Les autres photographies de collection

Aperçu du vaste univers de la photographie documentaire et de collection

 

Tout comme dans notre série de portraits, vous trouverez également sur le site quelques photographies dites « signées » (avec le cachet du photographe au dos) par des auteurs reconnus ou non. Ces photographies relève de l'histoire de la photographie et des photographes un peu de la même manière que celle qui nous narre l'histoire de l'art.

Cependant, notre section présente principalement des photographies que j’appellerai « de témoignage » qui ont, moins qu’une valeur « artistique » (qui n’est cependant pas non plus absente de certains tirages), un contenu documentaire qui témoigne d’un lieu, d’un événement, ou d’une activité. La photographie documentaire, considéré comme un domaine de la photographie, se distingue généralement de la photographie "artistique", "plasticienne", etc., même si les frontières sont floues. Historiens et théoriciens de la photographie n'ont cessé de réfléchir à son statut.

Ces photographies se présentent sous la forme de : 

photographie de presse ;

photographie anonyme ;

photographie d’amateur ;

photographie de famille.

Ces photographies se révèlent parfois insolites, spectaculaires, tendres, silencieuses, minimalistes, mais toujours intéressantes à regarder et sont, dès leur tirage, des images de collection, d'autres le deviennent au fil du temps.

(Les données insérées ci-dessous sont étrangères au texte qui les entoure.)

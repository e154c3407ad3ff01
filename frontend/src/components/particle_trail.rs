use yew::prelude::*;
use yew_hooks::use_event_with_window;
use web_sys::{window, MouseEvent};

use crate::particles::{spawn, Particle, Throttle, TRAIL_INTERVAL_MS};

/// Drops a short-lived glyph behind the cursor, at most once every `TRAIL_INTERVAL_MS`.
#[hook]
pub fn use_particle_trail() {
    let throttle = use_mut_ref(|| Throttle::new(TRAIL_INTERVAL_MS));

    use_event_with_window("mousemove", move |e: MouseEvent| {
        if !throttle.borrow_mut().admit(js_sys::Date::now()) {
            return;
        }
        let Some(document) = window().and_then(|w| w.document()) else {
            return;
        };
        let particle = Particle::trail(
            f64::from(e.page_x()),
            f64::from(e.page_y()),
            &mut rand::thread_rng(),
        );
        if let Err(e) = spawn(&document, &particle) {
            gloo_console::error!("Could not spawn trail particle:", e);
        }
    });
}
/// Element id an in-page link points at, or `None` for links that leave the page
/// or name no fragment (`"#"`).
pub fn fragment_target(href: &str) -> Option<&str> {
    href.strip_prefix('#').filter(|id| !id.is_empty())
}

pub fn is_in_page(href: &str) -> bool {
    href.starts_with('#')
}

Le site possède de nombreuses rubriques. Citons-en une : « Travail, métiers, industrie ». Les photographies qui y sont proposées sont des témoins visuels de l’homme ou de la femme au travail dans les ateliers, en usine, dans les champs, etc. Ce n’est pas forcément la composition photographique qui prime alors, mais le témoignage : le regard de ces femmes et de ces hommes, leurs activités, leur environnement... La photographie documentaire possède souvent un rôle social.

Une autre support intéressant est celui qui provient des albums photographiques. Un album est parfois l’égal d’un journal intime. Il devient un livre passionnant sur la vie d’un individu, ce qu’il veut montrer, ce qu’il laisse entrevoir, ce qu’il cache éventuellement.

Des sources diretes de connaissance

Sans être un historien professionnel - même si je suis diplômé en histoire de l’art - je considère les photographies et les documents manuscrits comme de sources directes et souvent uniques pour l’histoire (tout comme les autographes). Dans cette approche, je tâche de mettre en valeur les documents manuscrits ou photographiques en interrogeant leur contexte. C’est un travail passionnant qui nécessitent parfois beaucoup de temps de recherche.

Cette approche m’amène aussi à m’intéresser éventuellement à des photographies que l’on ne regarde pas ou si peu. Par exemple, les portraits réalisés par des photographes ambulants ou en studio au cours du XIXe siècle dans les villes et les bourgs de France ou d’ailleurs. Exécutés par des photographes professionnels, ils sont techniquement d’une réalisation très aboutie.

Pour aller plus loin

Une fiche pédagogique d'Images singulières présente les fondamentaux de la photographie documenaire et quelques uns de ses représentants les plus connus.

Le site photodoc (ou les nouvelles écritures de la photographie documentaire) est une plateforme d’exploration et de soutien à la photographie documentaire.

Tirage d'époque ou tirage postérieur ?

C'est une problématique qui se pose au vendeur de photographie. La grande majorité des collectionneurs cherchent à acquérir des épreuves d'époque, dites aussi "vintage", c'est-à-dire réalisées, et plus exactement développées, au moment de la prise de vue avec éventuellement une échelle de temps de quelques années, certains acceptent une dizaine d'années. Rien n'est fixé.

Voilà pour la théorie. Dans la pratique l'authentification de la qualité "d'époque" d'un tirage peut se révéler difficile. Il faudra alors faire des recherches, identifier l'existence du tirage par des preuves, le comparer à d'autres, analyser le papier. Un véritable travail d'expertise se révèle ainsi nécessaire.

Le véritable tirage postérieur est lui réalisé avec le négatif d'origine, mais bien après la prise de vue. La parfaite cohérence voudrait que cela soit fait sous le regard ou la direction du photographe, voire de ses ayants droit. Le tirage postérieur peut comporter un cachet au dos mentionnant cette qualité avec même une date de réalisation.

Et le contretype ?

C'est une photo d'après une autre photo. C'est fut une pratique courante, surtout dans la photographie de presse, dont les agences diffusaient de très nombreuses épreuves. Il faut, par un travail d'expertise, savoir les identifier. On trouve aussi de nombreux cas de contretypes au XIXe siècle.